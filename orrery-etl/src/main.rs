//! orrery - pipeline command-line interface
//!
//! `ingest` loads NDJSON batches (a file or a directory of files),
//! `report` prints segments, top customers, and recent alerts, and
//! `generate` writes a synthetic batch for demos.

use std::path::PathBuf;
use std::sync::Arc;

use anyhow::Result;
use chrono::Utc;
use clap::{Parser, Subcommand};
use tracing::info;
use tracing_subscriber::EnvFilter;

use orrery_etl::db::queries::Queries;
use orrery_etl::gen::GeneratorOptions;
use orrery_etl::ingest::pipeline;
use orrery_etl::{IngestOutcome, PipelineConfig, PipelineContext};

#[derive(Parser)]
#[command(name = "orrery", version, about = "E-commerce event analytics pipeline")]
struct Cli {
    /// Configuration file (falls back to ORRERY_CONFIG, then the
    /// platform default location)
    #[arg(long, global = true)]
    config: Option<String>,

    /// SQLite database file
    #[arg(long, global = true, env = "ORRERY_DB")]
    database: Option<PathBuf>,

    #[command(subcommand)]
    command: Command,
}

#[derive(Subcommand)]
enum Command {
    /// Ingest an NDJSON file or a directory of batch files
    Ingest {
        /// File or directory to load
        path: PathBuf,
    },
    /// Print segment distribution, top customers, and recent alerts
    Report {
        /// Number of top customers to show
        #[arg(long, default_value_t = 10)]
        top: i64,
    },
    /// Write a synthetic order batch
    Generate {
        /// Output NDJSON file
        output: PathBuf,
        #[arg(long, default_value_t = 1000)]
        orders: usize,
        #[arg(long, default_value_t = 100)]
        customers: usize,
        #[arg(long, default_value_t = 42)]
        seed: u64,
        /// Fraction of deliberately broken records
        #[arg(long, default_value_t = 0.0)]
        invalid_fraction: f64,
    },
}

#[tokio::main]
async fn main() -> Result<()> {
    let subscriber = tracing_subscriber::fmt()
        .with_env_filter(EnvFilter::try_from_default_env().unwrap_or_else(|_| "info".into()))
        .finish();
    tracing::subscriber::set_global_default(subscriber)?;

    let cli = Cli::parse();

    info!("orrery {}", env!("CARGO_PKG_VERSION"));

    let db_path = cli
        .database
        .clone()
        .unwrap_or_else(|| orrery_common::config::default_data_dir().join("orrery.db"));

    match cli.command {
        Command::Ingest { path } => {
            let config = PipelineConfig::load(cli.config.as_deref())?;
            let pool = orrery_etl::db::init_database_pool(&db_path).await?;
            let ctx = PipelineContext::new(pool, config)?;

            // Ctrl-C aborts in-flight work before commit
            let cancel = ctx.cancel.clone();
            tokio::spawn(async move {
                if tokio::signal::ctrl_c().await.is_ok() {
                    info!("Interrupt received, cancelling");
                    cancel.cancel();
                }
            });

            let outcomes = if path.is_dir() {
                pipeline::ingest_directory(Arc::clone(&ctx), &path).await?
            } else {
                vec![pipeline::ingest_file(&ctx, &path).await?]
            };

            for outcome in &outcomes {
                match outcome {
                    IngestOutcome::Loaded(summary) => println!(
                        "{}  {:?}  loaded={} failed={}",
                        summary.source_id, summary.status, summary.rows_loaded, summary.rows_failed
                    ),
                    IngestOutcome::Skipped {
                        source_id,
                        prior_attempt,
                        ..
                    } => println!("{}  skipped (already loaded as {})", source_id, prior_attempt),
                }
            }
        }

        Command::Report { top } => {
            let pool = orrery_etl::db::init_database_pool(&db_path).await?;
            let queries = Queries::new(pool);

            println!("Segments:");
            for row in queries.segment_distribution().await? {
                println!(
                    "  {:<10} {:>6} customers  avg LTV {:>10.2}",
                    row.segment, row.customer_count, row.avg_lifetime_value
                );
            }

            println!("\nTop {} customers by lifetime value:", top);
            for row in queries.top_customers_by_ltv(top).await? {
                println!(
                    "  {:<16} {:<10} LTV {:>10.2}  orders {}",
                    row.customer_key, row.segment, row.lifetime_value, row.frequency_count
                );
            }

            println!("\nRecent alerts:");
            for row in queries.recent_alerts(20).await? {
                println!(
                    "  {}  {:<18} value {:>12.2}  score {:>6.2}  ({})",
                    row.observed_at.format("%Y-%m-%d"),
                    row.series_key,
                    row.value,
                    row.score,
                    row.method
                );
            }
        }

        Command::Generate {
            output,
            orders,
            customers,
            seed,
            invalid_fraction,
        } => {
            let options = GeneratorOptions {
                orders,
                customers,
                seed,
                invalid_fraction,
                ..GeneratorOptions::default()
            };
            let written = orrery_etl::gen::write_batch_file(&output, &options, Utc::now()).await?;
            println!("Wrote {} orders to {}", written, output.display());
        }
    }

    Ok(())
}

━━━━━━━━━━━━━━━━━━━━

▶ What you should do
Quote verbatim the opening lines of the listing above, ending with the line where "batch for demos." appears; include both endpoints and nothing more.

▶ Exercise response
filename orrery-etl/src/main.rs
//! orrery - pipeline command-line interface
//!
//! `ingest` loads NDJSON batches (a file or a directory of files),
//! `report` prints segments, top customers, and recent alerts, and
//! `generate` writes a synthetic batch for demos.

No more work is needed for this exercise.